## DIRECTIONS FOR THIS TASK
The data are to be restated in full, exactly as presented.

## LISTED ENTRIES
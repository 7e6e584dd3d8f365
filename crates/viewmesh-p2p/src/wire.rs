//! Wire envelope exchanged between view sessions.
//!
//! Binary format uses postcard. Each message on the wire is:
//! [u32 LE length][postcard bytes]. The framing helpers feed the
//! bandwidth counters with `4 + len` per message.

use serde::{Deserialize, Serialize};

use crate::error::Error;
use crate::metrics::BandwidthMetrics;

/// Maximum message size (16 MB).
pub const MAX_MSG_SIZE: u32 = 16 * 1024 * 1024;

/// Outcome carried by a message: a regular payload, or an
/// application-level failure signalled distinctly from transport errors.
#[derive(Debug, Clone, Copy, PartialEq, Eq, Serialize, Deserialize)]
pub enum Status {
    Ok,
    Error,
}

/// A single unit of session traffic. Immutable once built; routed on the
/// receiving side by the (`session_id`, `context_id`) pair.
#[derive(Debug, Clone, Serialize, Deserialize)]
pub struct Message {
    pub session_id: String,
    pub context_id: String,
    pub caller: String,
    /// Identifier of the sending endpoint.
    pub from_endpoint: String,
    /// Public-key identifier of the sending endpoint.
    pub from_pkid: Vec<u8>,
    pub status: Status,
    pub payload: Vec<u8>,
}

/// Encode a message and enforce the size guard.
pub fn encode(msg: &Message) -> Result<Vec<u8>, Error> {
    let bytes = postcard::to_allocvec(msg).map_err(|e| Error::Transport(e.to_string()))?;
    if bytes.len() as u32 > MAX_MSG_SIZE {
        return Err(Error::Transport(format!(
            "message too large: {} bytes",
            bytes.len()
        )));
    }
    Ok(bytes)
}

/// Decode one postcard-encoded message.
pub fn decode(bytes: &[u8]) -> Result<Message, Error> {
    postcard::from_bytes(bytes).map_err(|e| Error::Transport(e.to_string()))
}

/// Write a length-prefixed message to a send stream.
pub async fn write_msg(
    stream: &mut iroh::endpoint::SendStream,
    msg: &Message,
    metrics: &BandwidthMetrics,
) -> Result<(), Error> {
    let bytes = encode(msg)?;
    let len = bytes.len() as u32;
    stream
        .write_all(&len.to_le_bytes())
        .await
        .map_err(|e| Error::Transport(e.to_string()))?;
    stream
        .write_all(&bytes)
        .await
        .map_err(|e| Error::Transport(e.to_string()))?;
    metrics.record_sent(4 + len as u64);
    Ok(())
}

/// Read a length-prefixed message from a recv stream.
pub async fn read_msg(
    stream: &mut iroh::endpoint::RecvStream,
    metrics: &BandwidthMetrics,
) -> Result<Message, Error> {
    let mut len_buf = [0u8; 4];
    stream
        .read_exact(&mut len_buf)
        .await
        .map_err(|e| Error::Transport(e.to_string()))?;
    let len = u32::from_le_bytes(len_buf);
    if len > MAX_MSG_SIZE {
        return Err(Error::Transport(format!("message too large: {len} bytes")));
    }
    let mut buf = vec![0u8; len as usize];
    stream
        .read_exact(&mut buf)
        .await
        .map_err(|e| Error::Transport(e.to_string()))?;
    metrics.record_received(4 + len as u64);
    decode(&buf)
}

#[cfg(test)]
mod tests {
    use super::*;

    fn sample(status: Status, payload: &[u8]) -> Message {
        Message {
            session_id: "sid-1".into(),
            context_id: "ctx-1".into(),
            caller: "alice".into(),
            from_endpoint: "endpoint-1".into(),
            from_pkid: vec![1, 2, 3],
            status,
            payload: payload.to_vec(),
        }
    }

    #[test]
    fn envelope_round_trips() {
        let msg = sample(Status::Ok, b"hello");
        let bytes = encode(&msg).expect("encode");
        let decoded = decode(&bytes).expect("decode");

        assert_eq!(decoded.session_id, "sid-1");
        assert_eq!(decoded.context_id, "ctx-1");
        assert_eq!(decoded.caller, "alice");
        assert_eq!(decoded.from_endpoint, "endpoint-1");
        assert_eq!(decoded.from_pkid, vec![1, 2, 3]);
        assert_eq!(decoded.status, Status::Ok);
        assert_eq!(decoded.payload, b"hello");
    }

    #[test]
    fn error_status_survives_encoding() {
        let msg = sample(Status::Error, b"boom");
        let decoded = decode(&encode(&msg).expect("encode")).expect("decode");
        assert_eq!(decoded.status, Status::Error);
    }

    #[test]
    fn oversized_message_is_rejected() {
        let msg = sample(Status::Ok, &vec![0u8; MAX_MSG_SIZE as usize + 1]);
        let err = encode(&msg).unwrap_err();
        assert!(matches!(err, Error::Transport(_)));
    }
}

## RESULT OF THIS EXERCISE
repository 7e6e584dd3d8f365
filename crates/viewmesh-p2p/src/wire.rs
//! Wire envelope exchanged between view sessions.
//!
//! Binary format uses postcard. Each message on the wire is:
//! [u32 LE length][postcard bytes]. The framing helpers feed the
//! bandwidth counters with `4 + len` per message.

use serde::{Deserialize, Serialize};

use crate::error::Error;
use crate::metrics::BandwidthMetrics;

/// Maximum message size (16 MB).
pub const MAX_MSG_SIZE: u32 = 16 * 1024 * 1024;

/// Outcome carried by a message: a regular payload, or an
/// application-level failure signalled distinctly from transport errors.
#[derive(Debug, Clone, Copy, PartialEq, Eq, Serialize, Deserialize)]
pub enum Status {
    Ok,
    Error,
}

/// A single unit of session traffic. Immutable once built; routed on the
/// receiving side by the (`session_id`, `context_id`) pair.
#[derive(Debug, Clone, Serialize, Deserialize)]
pub struct Message {
    pub session_id: String,
    pub context_id: String,
    pub caller: String,
    /// Identifier of the sending endpoint.
    pub from_endpoint: String,
    /// Public-key identifier of the sending endpoint.
    pub from_pkid: Vec<u8>,
    pub status: Status,
    pub payload: Vec<u8>,
}

/// Encode a message and enforce the size guard.
pub fn encode(msg: &Message) -> Result<Vec<u8>, Error> {
    let bytes = postcard::to_allocvec(msg).map_err(|e| Error::Transport(e.to_string()))?;
    if bytes.len() as u32 > MAX_MSG_SIZE {
        return Err(Error::Transport(format!(
            "message too large: {} bytes",
            bytes.len()
        )));
    }
    Ok(bytes)
}

/// Decode one postcard-encoded message.
pub fn decode(bytes: &[u8]) -> Result<Message, Error> {
    postcard::from_bytes(bytes).map_err(|e| Error::Transport(e.to_string()))
}

/// Write a length-prefixed message to a send stream.
pub async fn write_msg(
    stream: &mut iroh::endpoint::SendStream,
    msg: &Message,
    metrics: &BandwidthMetrics,
) -> Result<(), Error> {
    let bytes = encode(msg)?;
    let len = bytes.len() as u32;
    stream
        .write_all(&len.to_le_bytes())
        .await
        .map_err(|e| Error::Transport(e.to_string()))?;
    stream
        .write_all(&bytes)
        .await
        .map_err(|e| Error::Transport(e.to_string()))?;
    metrics.record_sent(4 + len as u64);
    Ok(())
}

/// Read a length-prefixed message from a recv stream.
pub async fn read_msg(
    stream: &mut iroh::endpoint::RecvStream,
    metrics: &BandwidthMetrics,
) -> Result<Message, Error> {
    let mut len_buf = [0u8; 4];
    stream
        .read_exact(&mut len_buf)
        .await
        .map_err(|e| Error::Transport(e.to_string()))?;
    let len = u32::from_le_bytes(len_buf);
    if len > MAX_MSG_SIZE {
        return Err(Error::Transport(format!("message too large: {len} bytes")));
    }
    let mut buf = vec![0u8; len as usize];
    stream
        .read_exact(&mut buf)
        .await
        .map_err(|e| Error::Transport(e.to_string()))?;
    metrics.record_received(4 + len as u64);
    decode(&buf)
}

#[cfg(test)]
mod tests {
    use super::*;

    fn sample(status: Status, payload: &[u8]) -> Message {
        Message {
            session_id: "sid-1".into(),
            context_id: "ctx-1".into(),
            caller: "alice".into(),
            from_endpoint: "endpoint-1".into(),
            from_pkid: vec![1, 2, 3],
            status,
            payload: payload.to_vec(),
        }
    }

    #[test]
    fn envelope_round_trips() {
        let msg = sample(Status::Ok, b"hello");
        let bytes = encode(&msg).expect("encode");
        let decoded = decode(&bytes).expect("decode");

        assert_eq!(decoded.session_id, "sid-1");
        assert_eq!(decoded.context_id, "ctx-1");
        assert_eq!(decoded.caller, "alice");
        assert_eq!(decoded.from_endpoint, "endpoint-1");
        assert_eq!(decoded.from_pkid, vec![1, 2, 3]);
        assert_eq!(decoded.status, Status::Ok);
        assert_eq!(decoded.payload, b"hello");
    }

    #[test]
    fn error_status_survives_encoding() {
        let msg = sample(Status::Error, b"boom");
        let decoded = decode(&encode(&msg).expect("encode")).expect("decode");
        assert_eq!(decoded.status, Status::Error);
    }

    #[test]
    fn oversized_message_is_rejected() {
        let msg = sample(Status::Ok, &vec![0u8; MAX_MSG_SIZE as usize + 1]);
        let err = encode(&msg).unwrap_err();
        assert!(matches!(err, Error::Transport(_)));
    }
}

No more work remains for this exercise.